A majority of Brazil’s supreme court judges have voted to convict the country’s former president Jair Bolsonaro of plotting a military coup, leaving the far-right populist facing a decades-long sentence for leading the criminal conspiracy.
Justice Cármen Lúcia Antunes Rocha ruled on Thursday that Bolsonaro – a former paratrooper who was elected president in 2018 – was guilty of seeking to forcibly cling to power after losing the 2022 election, meaning three of the five judges involved in the trial had found Brazil’s former leader guilty.
Delivering her decisive vote, Rocha denounced what she called an attempt to “sow the malignant seed of anti-democracy” in Brazil – but celebrated how the country’s institutions had survived and were fighting back.
“Brazilian democracy was not shaken,” Rocha told a court in the capital, Brasília, warning of the spread of “the virus of authoritarianism”.
On Tuesday, two other judges, Alexandre de Moraes and Flávio Dino, also declared the 70-year-old politician guilty of leading what the former called “a criminal organisation” that had sought to plunge the South American country back into dictatorship.

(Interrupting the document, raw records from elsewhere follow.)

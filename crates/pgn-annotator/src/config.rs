//! Configuration file loading for the annotator.
//!
//! Settings come from an optional TOML file (`annotator.toml` in the
//! working directory unless another path is given) and are then overridden
//! by command-line flags.

use chess_analysis::quality::{DEFAULT_CPL_BLUNDER, DEFAULT_CPL_INACCURACY, DEFAULT_CPL_MISTAKE};
use chess_analysis::{Thresholds, DEFAULT_CACHE_FILE};
use serde::{Deserialize, Serialize};
use std::path::{Path, PathBuf};
use std::time::Duration;
use thiserror::Error;

/// Errors that can occur when loading or validating configuration.
#[derive(Error, Debug)]
pub enum ConfigError {
    /// Failed to read the configuration file from disk.
    #[error("Failed to read config file {path}: {source}")]
    ReadError {
        path: PathBuf,
        source: std::io::Error,
    },
    /// Failed to parse the configuration file as valid TOML.
    #[error("Failed to parse config: {0}")]
    ParseError(#[from] toml::de::Error),
    /// A value is out of range.
    #[error("Invalid configuration: {0}")]
    Invalid(String),
}

/// Annotator settings.
///
/// Every field has a default, so an empty file (or no file) is valid.
#[derive(Debug, Deserialize, Serialize, Clone, PartialEq)]
#[serde(default)]
pub struct AnnotatorConfig {
    /// Engine executable, a path or a name looked up in `PATH`.
    pub engine_path: String,
    /// Search depth for every position.
    pub depth: u32,
    /// Engine search threads.
    pub threads: u32,
    /// Engine hash table size in MB.
    pub hash_mb: u32,
    pub cpl_inaccuracy: u32,
    pub cpl_mistake: u32,
    pub cpl_blunder: u32,
    /// Only annotate moves by this player (case-insensitive).
    pub player: Option<String>,
    /// Maximum line length of written movetext.
    pub output_wrap_width: usize,
    /// Location of the evaluation cache database.
    pub cache_path: PathBuf,
    /// Upper bound on a single position's evaluation.
    pub eval_timeout_secs: u64,
}

impl Default for AnnotatorConfig {
    fn default() -> Self {
        Self {
            engine_path: "stockfish".to_string(),
            depth: 18,
            threads: default_threads(),
            hash_mb: 128,
            cpl_inaccuracy: DEFAULT_CPL_INACCURACY,
            cpl_mistake: DEFAULT_CPL_MISTAKE,
            cpl_blunder: DEFAULT_CPL_BLUNDER,
            player: None,
            output_wrap_width: 80,
            cache_path: PathBuf::from(DEFAULT_CACHE_FILE),
            eval_timeout_secs: 120,
        }
    }
}

/// Half the logical CPUs, at least one.
fn default_threads() -> u32 {
    (num_cpus::get() / 2).max(1) as u32
}

/// Command-line values that take precedence over the file.
#[derive(Debug, Clone, Default, PartialEq)]
pub struct ConfigOverrides {
    pub engine_path: Option<String>,
    pub depth: Option<u32>,
    pub threads: Option<u32>,
    pub hash_mb: Option<u32>,
    pub cpl_inaccuracy: Option<u32>,
    pub cpl_mistake: Option<u32>,
    pub cpl_blunder: Option<u32>,
    pub player: Option<String>,
    pub output_wrap_width: Option<usize>,
    pub cache_path: Option<PathBuf>,
    pub eval_timeout_secs: Option<u64>,
}

impl AnnotatorConfig {
    /// Loads the configuration from disk.
    ///
    /// With `path` set, that file must exist. Without it, [`Self::config_path()`]
    /// is used if present and defaults otherwise.
    ///
    /// # Errors
    ///
    /// Returns [`ConfigError::ReadError`] if the file cannot be read,
    /// or [`ConfigError::ParseError`] if the file contains invalid TOML.
    pub fn load(path: Option<&Path>) -> Result<Self, ConfigError> {
        let config_path = match path {
            Some(p) => p.to_path_buf(),
            None => {
                let default = Self::config_path();
                if !default.exists() {
                    return Ok(Self::default());
                }
                default
            }
        };
        let content =
            std::fs::read_to_string(&config_path).map_err(|source| ConfigError::ReadError {
                path: config_path.clone(),
                source,
            })?;
        Ok(toml::from_str(&content)?)
    }

    /// Returns the path to the default configuration file.
    pub fn config_path() -> PathBuf {
        PathBuf::from("annotator.toml")
    }

    /// Applies command-line overrides.
    pub fn apply(&mut self, overrides: ConfigOverrides) {
        macro_rules! set {
            ($($field:ident),*) => {
                $(if let Some(v) = overrides.$field { self.$field = v; })*
            };
        }
        set!(
            engine_path,
            depth,
            threads,
            hash_mb,
            cpl_inaccuracy,
            cpl_mistake,
            cpl_blunder,
            output_wrap_width,
            cache_path,
            eval_timeout_secs
        );
        if overrides.player.is_some() {
            self.player = overrides.player;
        }
    }

    /// Checks ranges and threshold ordering.
    pub fn validate(&self) -> Result<(), ConfigError> {
        if self.depth == 0 {
            return Err(ConfigError::Invalid("depth must be positive".into()));
        }
        if self.output_wrap_width == 0 {
            return Err(ConfigError::Invalid("output_wrap_width must be positive".into()));
        }
        if self.threads == 0 || self.hash_mb == 0 {
            return Err(ConfigError::Invalid(
                "threads and hash_mb must be positive".into(),
            ));
        }
        if self.eval_timeout_secs == 0 {
            return Err(ConfigError::Invalid("eval_timeout_secs must be positive".into()));
        }
        if !self.thresholds().is_valid() {
            return Err(ConfigError::Invalid(format!(
                "CPL thresholds must be positive and increasing, got {} / {} / {}",
                self.cpl_inaccuracy, self.cpl_mistake, self.cpl_blunder
            )));
        }
        Ok(())
    }

    pub fn thresholds(&self) -> Thresholds {
        Thresholds {
            inaccuracy: self.cpl_inaccuracy,
            mistake: self.cpl_mistake,
            blunder: self.cpl_blunder,
        }
    }

    pub fn eval_timeout(&self) -> Duration {
        Duration::from_secs(self.eval_timeout_secs)
    }
}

“Jair Bolsonaro was leader of this criminal structure,” Moraes said during a five-hour address in which he offered a comprehensive account of the slow-burn conspiracy against Brazilian democracy.
“The victim is the Brazilian state,” said Moraes, claiming the plot had unfolded between July 2021 and January 2023, when Bolsonaro supporters rampaged through Brasília after the election’s leftwing winner, Luiz Inácio Lula da Silva, took power.
A fourth judge, Luiz Fux, voted to absolve Bolsonaro on Wednesday, claiming there was “absolutely no proof” the former president had been aware or part of an alleged plot to assassinate Lula and Moraes in late 2022, or had tried to stage a coup.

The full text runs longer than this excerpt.